Instructions to follow: Find the string "mpsc" in the records. Copy each line that has it.

⟨

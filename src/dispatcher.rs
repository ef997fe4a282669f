use std::sync::Mutex;
use std::sync::PoisonError;
use std::thread;
use std::thread::JoinHandle;

use tokio::sync::mpsc;
use tokio::sync::mpsc::UnboundedSender;

use crate::errors::Error;

/// A unit of work.
pub type Task = Box<dyn FnOnce() + Send + 'static>;

/// Where the tasks run.
#[derive(Debug, Clone, Copy, PartialEq, Eq)]
pub enum DispatchPolicy {
    /// On a dedicated worker thread; submitting returns immediately.
    Background,
    /// On the submitting thread, before submitting returns.
    Sync,
}

enum Message {
    Run(Task),
    Stop(Task),
}

/// Runs submitted tasks one at a time, in submission order.
pub struct TaskQueue {
    policy: DispatchPolicy,
    sender: Mutex<Option<UnboundedSender<Message>>>,
    worker: Mutex<Option<JoinHandle<()>>>,
}

impl std::fmt::Debug for TaskQueue {
    fn fmt(&self, f: &mut std::fmt::Formatter<'_>) -> std::fmt::Result {
        f.debug_struct("TaskQueue")
            .field("policy", &self.policy)
            .field("stopped", &self.is_stopped())
            .finish()
    }
}

impl TaskQueue {
    /// Creates a queue. The background policy starts a worker thread called
    /// `name`.
    pub fn new(policy: DispatchPolicy, name: &str) -> Result<Self, Error> {
        let (tx, mut rx) = mpsc::unbounded_channel::<Message>();
        let worker = match policy {
            DispatchPolicy::Sync => None,
            DispatchPolicy::Background => Some(
                thread::Builder::new()
                    .name(name.to_string())
                    .spawn(move || {
                        while let Some(msg) = rx.blocking_recv() {
                            match msg {
                                Message::Run(task) => task(),
                                Message::Stop(done) => {
                                    done();
                                    break;
                                }
                            }
                        }
                        log::debug!("Task queue worker exiting");
                    })
                    .map_err(|e| Error::Spawn(e.to_string()))?,
            ),
        };
        Ok(Self {
            policy,
            sender: Mutex::new(Some(tx)),
            worker: Mutex::new(worker),
        })
    }

    /// The execution policy.
    pub fn policy(&self) -> DispatchPolicy {
        self.policy
    }

    /// Returns true once [`TaskQueue::stop`] was called.
    pub fn is_stopped(&self) -> bool {
        self.sender
            .lock()
            .unwrap_or_else(PoisonError::into_inner)
            .is_none()
    }

    /// Submits a task. Tasks submitted after [`TaskQueue::stop`] are
    /// dropped.
    pub fn add_task(&self, task: Task) {
        match self.policy {
            DispatchPolicy::Sync => {
                if self.is_stopped() {
                    log::warn!("Dropping a task submitted after stop");
                    return;
                }
                task();
            }
            DispatchPolicy::Background => {
                let sender = self.sender.lock().unwrap_or_else(PoisonError::into_inner);
                let sent = sender
                    .as_ref()
                    .is_some_and(|tx| tx.send(Message::Run(task)).is_ok());
                if !sent {
                    log::warn!("Dropping a task submitted after stop");
                }
            }
        }
    }

    /// Runs `done` after every task submitted so far and refuses new
    /// tasks.
    pub fn stop(&self, done: Task) {
        let sender = self
            .sender
            .lock()
            .unwrap_or_else(PoisonError::into_inner)
            .take();
        match (self.policy, sender) {
            (DispatchPolicy::Background, Some(tx)) => {
                if let Err(mpsc::error::SendError(Message::Stop(done) | Message::Run(done))) =
                    tx.send(Message::Stop(done))
                {
                    // the worker is gone, nothing is pending
                    done();
                }
            }
            (_, Some(_)) => done(),
            (_, None) => log::debug!("Task queue already stopped"),
        }
    }

    /// Waits for the worker thread to exit. Only returns after
    /// [`TaskQueue::stop`] was called.
    pub fn join(&self) {
        let worker = self
            .worker
            .lock()
            .unwrap_or_else(PoisonError::into_inner)
            .take();
        if let Some(handle) = worker {
            if handle.thread().id() == thread::current().id() {
                return;
            }
            if handle.join().is_err() {
                log::error!("Task queue worker panicked");
            }
        }
    }
}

⟩

Solution below:
use tokio::sync::mpsc;
use tokio::sync::mpsc::UnboundedSender;
        let (tx, mut rx) = mpsc::unbounded_channel::<Message>();
                if let Err(mpsc::error::SendError(Message::Stop(done) | Message::Run(done))) =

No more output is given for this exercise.